So Big Business decided to instal fascism in power with the sole aim of enabling the latter to use the state for rebuilding its strength and shattering all opposition.
The sapping of the German working-class will to resist had been effected not by fascism but by Social Democracy, whose leadership was treating the prospect of a Nazi government in a favourable light. Thus, in April 1932, Severing went on record as saying: “The Social Democratic Party no less than the Catholic Party, is strongly inclined to see Herr Hitler’s Nazis share the government responsibility” (quoted in R Palme Dutt, p.127).
On coming to power, Hitler armed the Storm Troops and incorporated them into the state’s ‘auxiliary police’ with special responsibility for the policing of the elections due to be held on 5 March. He suppressed the whole of the Social Democratic and Communist press, arrested leading militants, banned all working-class gatherings and propaganda, unleashed a reign of terror, and held elections in these conditions. These elections, held under “the shackles of vile terrorism”, as the Daily Herald of 4 March 1933 correctly stated, and accompanied by gross irregularities (in some districts the polling figures exceeded the electorate), could hardly reflect the wishes of the German people. Ignoring all this, Social Democracy eagerly resorted to the plea that now Hitler had a “democratic mandate” it was not justifiable to oppose him save as a “loyal parliamentary opposition”. Taking parliamentary cretinism to its logical absurdity of supporting a fascist terrorist regime because it had a majority in Parliament, albeit a rigged majority secured at the point of a bayonet in elections held under terror, Stampfen, the former editor of Vorwärts, wrote:
“The victory of the government parties makes it possible to govern strictly in accordance with the Constitution. ”
“They have only to act as a legal government, and it will follow naturally that we shall be a legal opposition; if they choose to use their majority for measures that remain within the framework of the Constitution, we shall confine ourselves to the role of their fair critics.
For his part, Kautsky, at one time the leader of the Second International and considered the best theoretician of Marxism after Engels’ death, but long since degenerated and gone totally rotten, wrote:
“The dictatorship has the mass of the population behind it. ”

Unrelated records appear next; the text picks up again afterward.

//! Bounds-checked access to guest linear memory
//!
//! Guest memory is a plain byte span owned by the guest. Every helper here
//! takes the span by reference and validates `offset + len` before touching
//! it, so a bad pointer returned by the guest becomes an error instead of a
//! panic.

use crate::error::{Result, SpecError};

/// Resolve `offset..offset + len` against a span of `size` bytes
#[inline]
fn range(offset: u32, len: usize, size: usize) -> Result<std::ops::Range<usize>> {
    let start = offset as usize;
    match start.checked_add(len) {
        Some(end) if end <= size => Ok(start..end),
        _ => Err(SpecError::OutOfBounds {
            offset: start,
            len,
            size,
        }),
    }
}

/// Borrow `len` bytes at `offset`
pub fn slice(mem: &[u8], offset: u32, len: usize) -> Result<&[u8]> {
    let r = range(offset, len, mem.len())?;
    Ok(&mem[r])
}

/// Mutably borrow `len` bytes at `offset`
pub fn slice_mut(mem: &mut [u8], offset: u32, len: usize) -> Result<&mut [u8]> {
    let r = range(offset, len, mem.len())?;
    Ok(&mut mem[r])
}

/// Read a little-endian u32 at `offset`
pub fn read_u32(mem: &[u8], offset: u32) -> Result<u32> {
    let bytes = slice(mem, offset, 4)?;
    Ok(u32::from_le_bytes([bytes[0], bytes[1], bytes[2], bytes[3]]))
}

/// Write a little-endian u32 at `offset`
pub fn write_u32(mem: &mut [u8], offset: u32, value: u32) -> Result<()> {
    slice_mut(mem, offset, 4)?.copy_from_slice(&value.to_le_bytes());
    Ok(())
}

/// Read a NUL-terminated string starting at `offset`
///
/// Invalid UTF-8 is replaced lossily. A missing terminator is an error.
pub fn read_c_str(mem: &[u8], offset: u32) -> Result<String> {
    let start = offset as usize;
    let tail = mem.get(start..).ok_or(SpecError::OutOfBounds {
        offset: start,
        len: 1,
        size: mem.len(),
    })?;
    let end = tail
        .iter()
        .position(|&b| b == 0)
        .ok_or(SpecError::OutOfBounds {
            offset: start,
            len: tail.len() + 1,
            size: mem.len(),
        })?;
    Ok(String::from_utf8_lossy(&tail[..end]).into_owned())
}

#[cfg(test)]
mod tests {
    use super::*;

    #[test]
    fn test_u32_roundtrip() {
        let mut mem = vec![0u8; 16];
        write_u32(&mut mem, 4, 0xDEAD_BEEF).unwrap();
        assert_eq!(&mem[4..8], &[0xEF, 0xBE, 0xAD, 0xDE]);
        assert_eq!(read_u32(&mem, 4).unwrap(), 0xDEAD_BEEF);
    }

    #[test]
    fn test_read_past_end() {
        let mem = vec![0u8; 8];
        assert!(read_u32(&mem, 4).is_ok());
        assert!(matches!(
            read_u32(&mem, 5),
            Err(SpecError::OutOfBounds { offset: 5, len: 4, size: 8 })
        ));
        assert!(slice(&mem, u32::MAX, 4).is_err());
    }

    #[test]
    fn test_write_past_end_leaves_memory_untouched() {
        let mut mem = vec![0u8; 6];
        assert!(write_u32(&mut mem, 3, 0xFFFF_FFFF).is_err());
        assert!(mem.iter().all(|&b| b == 0));
    }

    #[test]
    fn test_read_c_str() {
        let mut mem = b"xxhello\0world".to_vec();
        assert_eq!(read_c_str(&mem, 2).unwrap(), "hello");
        assert_eq!(read_c_str(&mem, 7).unwrap(), "");

        // No terminator after "world"
        assert!(read_c_str(&mem, 8).is_err());
        assert!(read_c_str(&mem, 100).is_err());

        mem[2] = 0xFF;
        assert_eq!(read_c_str(&mem, 2).unwrap(), "\u{FFFD}ello");
    }
}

Kautsky had travelled a long way since he wrote his famous Road to Power in 1906. Beginning with opportunism on the questions of the tasks of the proletarian revolution in regard to the bourgeois state, through his support for the imperialist First World War and his opposition to the proletarian revolution in Russia, he had rolled down to the bottom and into the gutter, writing pieces embellishing the Hitlerite regime as founded on mass support.
W N Ewer, diplomatic correspondent of the Daily Herald, wrote that Hitler’s triumph was “… a victory for democracy, ” for he had “come to power by the most strictly constitutional means … Of course there was a certain amount of intimidation. There always is … The figures indeed are proof that the election was practically free” (‘Why Hitler Triumphed’, Plebs, April 1933, quoted in R Palme Dutt, op. cit. p.128).
An exactly similar view was expressed by Maxton, the Chairman of the Independent Labour Party:
In this way Social Democracy attempted to cover its subservience to fascism by the barely-disguised device of first ignoring the conditions of terror under which the election of 5 March was held, and then use this mockery of an election as providing a legitimate mandate for the fascist regime.
Social Democracy’s disgraceful, degrading and despicable line was to continue after the election in a vain attempt to curry favour with fascism. The speech of the Social Democratic leader, Wels, at the opening of the Reichstag on 23 March, was an important expression of this line. He, as the leader of the party, openly resigned form the Executive Committee of the Second International, accusing the latter of spreading “atrocity stories” against the fascists. The leadership of the trade unions declared its readiness to co-operate with the Nazis, hailed in their press as the fascist “revolution”, as a triumphant “continuation of the 1918 revolution”. It stressed that the common enemy was communism, and that their ‘socialism’ was a “German affair” (Sozial Demokratischer Pressedient, 9 March, 1933, quoted by R Palme Dutt, op. cit. p.129). Reaching the depths of degradation and treachery to the working class, on this basis, the central executive committee of the trade unions gave an official call to the workers to participate in Hitler’s May Day.
“The trade union leaders have sealed their reconciliation with the new rulers of Germany,” wrote the Daily Herald of 24 April 1933.
The attempt by the reformists of Social Democracy to play the role of a recognised tolerated adjunct to fascism failed, in part owing to the fact that a huge number of workers in the big factories rejected their leaders’ calls and stayed away from the Nazi May Day parades. Once it was crystal clear that the Social-democratic leadership’s grip on the workers was inadequate to serve fascist ends, straight away on 2 May, the Nazis seized the unions, amalgamated them into their own labour front, marched their leaders into prison, and in their place appointed Nazi functionaries.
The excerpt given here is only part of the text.